Supporters of local resolutions have said they have exhausted other avenues, and attempts to contact the congressional delegation “have fallen on deaf ears.”

“We feel unheard, and are turning to our local government for support,” one supporter said March 19.

Lewiston resident Ifraax Saciid told the council she supports a ceasefire resolution because she witnessed war in her native Somalia when she was 7 years old.

“In those dark moments, I longed for peace, hoping for someone to step up and put an end to the suffering,” she said. “We desperately pleaded for mercy and humanity, but our cries were met with silence or excuses justifying the violence.”

Former councilor Jim Lysen said he believes it’s appropriate for local governments to discuss the issue because “it involves our tax money” and can put pressure on members of Congress.

“This is an issue that a lot of constituents believe in because we’re seeing it every day,” he said. “It’s not a solution, but it helps.”


Aleks Diamond-Stanic said there appears to be a “disconnect between public opinion and public policy,” which was commented on by several councilors. But he said the “hope is that the public opinion side can be amplified by this body.”

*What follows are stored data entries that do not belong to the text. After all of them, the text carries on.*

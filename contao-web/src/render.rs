//! Shared rendering context for front-end modules, articles and content elements.

use anyhow::{Context, Result};
use chrono::{DateTime, Utc};
use contao_core::models::headline::{CssId, Headline};
use contao_core::models::member::Member;
use contao_core::models::page_details::PageDetails;
use contao_core::navigation::{NavItem, Navigator, PageTree};
use contao_core::security::{Scope, TokenChecker};
use contao_core::visibility::Publishable;
use serde::Serialize;
use serde_json::Value;
use sqlx::SqlitePool;

use crate::csrf::REQUEST_TOKEN_FIELD;
use crate::request::{FrontendRequest, FORM_SUBMIT};
use crate::AppState;

/// Change to the member session requested by a module.
#[derive(Debug, Clone, PartialEq, Eq)]
pub enum SessionChange {
    Start(String),
    End,
}

/// A 303 redirect requested while rendering.
#[derive(Debug, Clone, PartialEq, Eq)]
pub struct Redirection {
    pub url: String,
    pub session: Option<SessionChange>,
}

impl Redirection {
    pub fn to(url: impl Into<String>) -> Self {
        Self {
            url: url.into(),
            session: None,
        }
    }

    pub fn with_session(mut self, change: SessionChange) -> Self {
        self.session = Some(change);
        self
    }
}

/// Output of a module, article or element.
#[derive(Debug, Clone, PartialEq, Eq)]
pub enum Fragment {
    Html(String),
    Redirect(Redirection),
}

impl Fragment {
    pub fn empty() -> Self {
        Fragment::Html(String::new())
    }
}

/// A named template with its variables.
#[derive(Debug, Clone)]
pub struct FrontendTemplate {
    name: String,
    context: tera::Context,
}

impl FrontendTemplate {
    pub fn new(name: impl Into<String>) -> Self {
        Self {
            name: name.into(),
            context: tera::Context::new(),
        }
    }

    pub fn name(&self) -> &str {
        &self.name
    }

    pub fn set<T: Serialize + ?Sized>(&mut self, key: &str, value: &T) {
        self.context.insert(key, value);
    }

    pub fn context(&self) -> &tera::Context {
        &self.context
    }

    /// Variables every module and element template can rely on.
    pub fn bind_base(&mut self, base_class: &str, headline: Option<&Headline>, css: &CssId) {
        let headline = headline.filter(|h| !h.is_empty());
        self.set("headline", headline.map(|h| h.value.as_str()).unwrap_or(""));
        self.set("hl", headline.map(|h| h.tag()).unwrap_or("h2"));
        self.set("css_id", css.id.trim());
        self.set("class", &css.class_list(base_class));
    }
}

/// Everything a module or element needs to know about the current request.
pub struct RenderContext<'a> {
    pub state: &'a AppState,
    pub tree: &'a PageTree,
    pub page: &'a PageDetails,
    pub checker: &'a TokenChecker,
    pub request: &'a FrontendRequest,
    pub scope: Scope,
    pub now: DateTime<Utc>,
    pub request_token: &'a str,
}

impl<'a> RenderContext<'a> {
    pub fn db(&self) -> &SqlitePool {
        &self.state.db
    }

    pub fn navigator(&self) -> Navigator<'a> {
        Navigator::new(self.tree, self.page, self.checker, self.now)
    }

    pub fn member(&self) -> Option<&Member> {
        self.checker.member()
    }

    pub fn is_preview(&self) -> bool {
        self.checker.is_preview_mode()
    }

    /// Publication check that lets previews see everything.
    pub fn is_visible<P: Publishable + ?Sized>(&self, item: &P) -> bool {
        self.is_preview() || item.is_visible_at(self.now)
    }

    pub fn current_url(&self) -> String {
        self.tree.url_of(&self.page.page)
    }

    /// Link target of a page by id, `None` when it is gone or leads nowhere.
    pub fn page_href(&self, id: i64) -> Option<String> {
        let page = self.tree.get(id)?;
        self.navigator().href(page)
    }

    pub fn render(&self, template: &FrontendTemplate) -> Result<String> {
        self.state.templates.render(template.name(), template.context())
    }

    /// Bind what every form needs: its id, the request token and its action.
    pub fn bind_form(&self, template: &mut FrontendTemplate, form_id: &str) {
        template.set("form_id", form_id);
        template.set("form_submit_field", FORM_SUBMIT);
        template.set("request_token_field", REQUEST_TOKEN_FIELD);
        template.set("request_token", self.request_token);
        template.set("action", &self.request.request_uri());
    }

    /// Render menu items with the item template, one level per call.
    pub fn render_nav(&self, template_name: &str, items: &[NavItem]) -> Result<String> {
        if items.is_empty() {
            return Ok(String::new());
        }
        let template_name = self.state.templates.pick(template_name, "nav_default");

        let mut rendered = Vec::with_capacity(items.len());
        for item in items {
            let mut value = serde_json::to_value(item).context("Failed to serialize menu item")?;
            let subitems = self.render_nav(&template_name, &item.children)?;
            if let Value::Object(map) = &mut value {
                map.remove("children");
                map.insert("subitems".to_string(), Value::String(subitems));
            }
            rendered.push(value);
        }

        let mut template = FrontendTemplate::new(template_name);
        template.set("items", &rendered);
        template.set("level", &format!("level_{}", items[0].level));
        self.render(&template)
    }
}

#[cfg(test)]
mod tests {
    use super::*;
    use crate::test_helpers::{create_test_app_state, TestSite};
    use pretty_assertions::assert_eq;

    #[test]
    fn test_bind_base_defaults() {
        let mut template = FrontendTemplate::new("ce_text");
        template.bind_base("ce_text", Some(&Headline::new("h9", " ")), &CssId::new(" intro ", "wide"));
        let ctx = template.context();
        assert_eq!(ctx.get("headline"), Some(&Value::String(String::new())));
        assert_eq!(ctx.get("hl"), Some(&Value::String("h2".to_string())));
        assert_eq!(ctx.get("css_id"), Some(&Value::String("intro".to_string())));
        assert_eq!(ctx.get("class"), Some(&Value::String("ce_text wide".to_string())));
    }

    #[test]
    fn test_redirection_builder() {
        let redirect = Redirection::to("/home.html").with_session(SessionChange::End);
        assert_eq!(redirect.url, "/home.html");
        assert_eq!(redirect.session, Some(SessionChange::End));
        assert_eq!(Fragment::empty(), Fragment::Html(String::new()));
    }

    #[tokio::test]
    async fn test_render_nav_nests_levels() -> Result<()> {
        let state = create_test_app_state().await?;
        let site = TestSite::create(&state).await?;
        let fixture = site.fixture(&state, site.about, "/about.html").await?;
        let ctx = fixture.context();

        let options = contao_core::navigation::NavigationOptions::default();
        let items = ctx.navigator().navigation(&options, None);
        let html = ctx.render_nav("nav_default", &items)?;

        assert!(html.contains("<ul class=\"level_1\">"));
        assert!(html.contains("<ul class=\"level_2\">"));
        assert!(html.contains("Team"));
        assert!(html.contains("<strong class=\"submenu active\">"));
        Ok(())
    }
}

Councilor Josh Nagine, who voted against the resolution, said he supports an immediate ceasefire in Gaza, but that “if a binding (United Nations) resolution of 14 members of the security council can’t stop this, you’re certainly not going to get it stopped by a city council.”

Nagine, however, pushed for the council to allow constituents to speak without a shortened time limit.

“Maybe this isn’t council business but making sure your voices are heard is certainly important,” he said.

Prior to the vote, Councilor Eryn Soule-Leclair said she also supports a ceasefire personally, but called it “inappropriate for the council to take this up.” Soule-Leclair ended up voting in favor, stating, “For hope, yes.”

Mayor Carl Sheline said that like the councilors, he’s struggled for weeks with the idea of the council taking up a ceasefire resolution.

“Objectively speaking, this does not meet the test of city business,” he said, but added that recent conversations with constituents and friends made him think about it differently. “We’re here tonight protecting the people’s wishes and I urge the council to vote for this.”

The final vote was 5-2, with councilors Tim Gallant and Nagine opposed.